So, the Stitch Diva sweater I’m working on, my very first sweater, is going swimmingly. When I started it out I actually, um, didn’t really read the instructions. Instead, I nodded my my head, going “yeah yeah yeah I get it, whatever,” which worked out great until it came time to try it on.
Since it’s a top-down raglan, you try it on partway through and see how it’s fitting around your chest and over your cleavage before you separate the arm stitches and work the body. I slid it onto a longer needle — bless my Denise needles! Instead of sliding hundreds of stitches onto waste yarn, I just slipped them on an extra-long needle and laid the fabric over my shoulders.
There was no checking out cleavage coverage. Instead of reaching to my armpits, the thin little strip barely reached my collarbones. WTF? I counted the stitches — about 120 instead of the 300-plus I was supposed to have.
Of course, it couldn’t be my fault. I know how to read, don’t I? I checked the Internet for errata, but none applied to the pattern. I read up on knit-alongs looking for tips, but nobody else seemed to have run into this problem.
I reviewed the pattern, the same way I would for baffled customers at the yarn store who just couldn’t seem to understand why they kept getting sleeves designed for orangutans instead of people, sweaters without armholes and baby blankets shaped like the little countries that popped up after the USSR dissolved. I was doing the increases exactly as called for …
… sort of. As I frowned at the heavily marked up pattern, I noticed something. “Repeat rows 2-9 six times.” That? That is distinctly not the same as “Repeat rows 8 and 9 six times.”
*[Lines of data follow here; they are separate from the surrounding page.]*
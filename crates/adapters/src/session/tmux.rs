// SPDX-License-Identifier: BUSL-1.1
// Copyright (c) 2026 Alfred Jean LLC

//! Tmux session adapter.
//!
//! Sessions are created under a process-wide prefix (`herd-` by default)
//! so shutdown and cleanup can scope themselves to sessions this process
//! created. Names are sanitized here, not by callers: agent and task ids
//! come straight out of user-authored documents and may contain
//! characters tmux rejects in session names.

use super::{sanitize_session_name, SessionAdapter, SessionError};
use crate::subprocess::{run_with_timeout, TMUX_COMMAND_TIMEOUT};
use async_trait::async_trait;
use std::ffi::OsStr;
use std::path::Path;
use std::process::Output;
use tokio::process::Command;

/// Longest sanitized name before the prefix is attached.
const MAX_NAME_LEN: usize = 48;

/// Tmux-based session adapter
#[derive(Clone)]
pub struct TmuxAdapter {
    prefix: String,
}

impl Default for TmuxAdapter {
    fn default() -> Self {
        Self::new()
    }
}

impl TmuxAdapter {
    pub fn new() -> Self {
        Self {
            prefix: "herd".to_string(),
        }
    }

    /// Adapter whose sessions live under a different namespace (parallel
    /// test runs use this to stay out of each other's way).
    pub fn with_prefix(prefix: impl Into<String>) -> Self {
        Self {
            prefix: prefix.into(),
        }
    }

    /// Full session id for a caller-supplied name.
    fn scoped_id(&self, name: &str) -> String {
        format!("{}-{}", self.prefix, sanitize_session_name(name, MAX_NAME_LEN))
    }

    /// Run one tmux command under the shared subprocess timeout.
    async fn tmux<I, A>(&self, args: I, what: &str) -> Result<Output, SessionError>
    where
        I: IntoIterator<Item = A>,
        A: AsRef<OsStr>,
    {
        let mut cmd = Command::new("tmux");
        cmd.args(args);
        run_with_timeout(cmd, TMUX_COMMAND_TIMEOUT, what)
            .await
            .map_err(SessionError::CommandFailed)
    }

    /// Map a targeted command's failure to NotFound: tmux reports a bad
    /// `-t` target as a non-zero exit.
    fn target_result(output: Output, id: &str) -> Result<Output, SessionError> {
        if output.status.success() {
            Ok(output)
        } else {
            Err(SessionError::NotFound(id.to_string()))
        }
    }

    async fn session_exists(&self, id: &str) -> bool {
        self.tmux(["has-session", "-t", id], "tmux has-session")
            .await
            .map(|o| o.status.success())
            .unwrap_or(false)
    }
}

#[async_trait]
impl SessionAdapter for TmuxAdapter {
    async fn spawn(
        &self,
        name: &str,
        cwd: &Path,
        cmd: &str,
        env: &[(String, String)],
    ) -> Result<String, SessionError> {
        if !cwd.is_dir() {
            return Err(SessionError::SpawnFailed(format!(
                "working directory does not exist: {}",
                cwd.display()
            )));
        }

        let id = self.scoped_id(name);

        // A leftover session under this id is stale state from an earlier
        // run (respawn cycles reuse names); replace it.
        if self.session_exists(&id).await {
            tracing::warn!(session_id = id.as_str(), "replacing stale session");
            let _ = self.tmux(["kill-session", "-t", &id], "tmux kill-session").await;
        }

        let mut args: Vec<&OsStr> = vec![
            "new-session".as_ref(),
            "-d".as_ref(),
            "-s".as_ref(),
            id.as_ref(),
            "-c".as_ref(),
            cwd.as_os_str(),
        ];
        let env_flags: Vec<String> = env
            .iter()
            .map(|(key, value)| format!("{}={}", key, value))
            .collect();
        for flag in &env_flags {
            args.push("-e".as_ref());
            args.push(flag.as_ref());
        }
        args.push(cmd.as_ref());

        let output = self.tmux(args, "tmux new-session").await?;
        if !output.status.success() {
            let stderr = String::from_utf8_lossy(&output.stderr).trim().to_string();
            tracing::error!(session_id = id.as_str(), stderr = stderr.as_str(), "tmux spawn failed");
            return Err(SessionError::SpawnFailed(stderr));
        }
        if !output.stderr.is_empty() {
            tracing::warn!(
                session_id = id.as_str(),
                stderr = %String::from_utf8_lossy(&output.stderr),
                "tmux spawn stderr (non-fatal)"
            );
        }

        Ok(id)
    }

    async fn write_text(&self, id: &str, text: &str) -> Result<(), SessionError> {
        // `-l` sends the bytes as typed instead of interpreting key names;
        // `--` keeps text that starts with a dash out of flag parsing.
        let output = self
            .tmux(["send-keys", "-t", id, "-l", "--", text], "tmux send-keys -l")
            .await?;
        Self::target_result(output, id).map(|_| ())
    }

    async fn press_enter(&self, id: &str) -> Result<(), SessionError> {
        let output = self
            .tmux(["send-keys", "-t", id, "Enter"], "tmux send-keys Enter")
            .await?;
        Self::target_result(output, id).map(|_| ())
    }

    async fn capture_tail(&self, id: &str, lines: u32) -> Result<String, SessionError> {
        // `-J` re-joins lines the pane wrapped at its width. Completion
        // signals and probe verdicts are matched as literals against this
        // text, so a wrap must never split them.
        let start = format!("-{}", lines);
        let output = self
            .tmux(
                ["capture-pane", "-t", id, "-p", "-J", "-S", start.as_str()],
                "tmux capture-pane",
            )
            .await?;
        let output = Self::target_result(output, id)?;
        Ok(String::from_utf8_lossy(&output.stdout).to_string())
    }

    async fn is_alive(&self, id: &str) -> Result<bool, SessionError> {
        let output = self.tmux(["has-session", "-t", id], "tmux has-session").await?;
        Ok(output.status.success())
    }

    async fn kill(&self, id: &str) -> Result<(), SessionError> {
        // Best effort. The session being gone already is the common case
        // on teardown, and a missing tmux means there is nothing to kill.
        if let Err(e) = self.tmux(["kill-session", "-t", id], "tmux kill-session").await {
            tracing::debug!(session_id = id, error = %e, "kill-session skipped");
        }
        Ok(())
    }
}

#[cfg(test)]
#[path = "tmux_tests.rs"]
mod tests;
Dammit. Well, if I was gonna be sloppy, I deserved whatever stupid mistakes came my way. I ripped out, cast on and kept rolling. The Noro “Cash Iroha” is remarkably resilient to being ripped, I’ll give it that. Either that, or it’s just slubby and irregular enough that whatever flaws I’m adding to it blend seamlessly into the flaws that were there to begin with.
Anyway, it’s been just ducky since then, and now I’m — well, not exactly bored. It’s just that I don’t think I’ll find much challenge between now and the finish, and I live for challenges. I’m marching along with ever-longer rows of soothing stockinette, and I’m wishing somehow it weren’t so damn pleasant. I wish this were a finer gauge, I find myself thinking. I think I’m making too much progress.
This may be related to the way that when I go jogging, I run until I feel like I’m gonna throw up. It’s all about pushing yourself until something extraordinary happens! Or until you knit until your carpal tunnel-afflicted wrists and hands curl into stiff claws.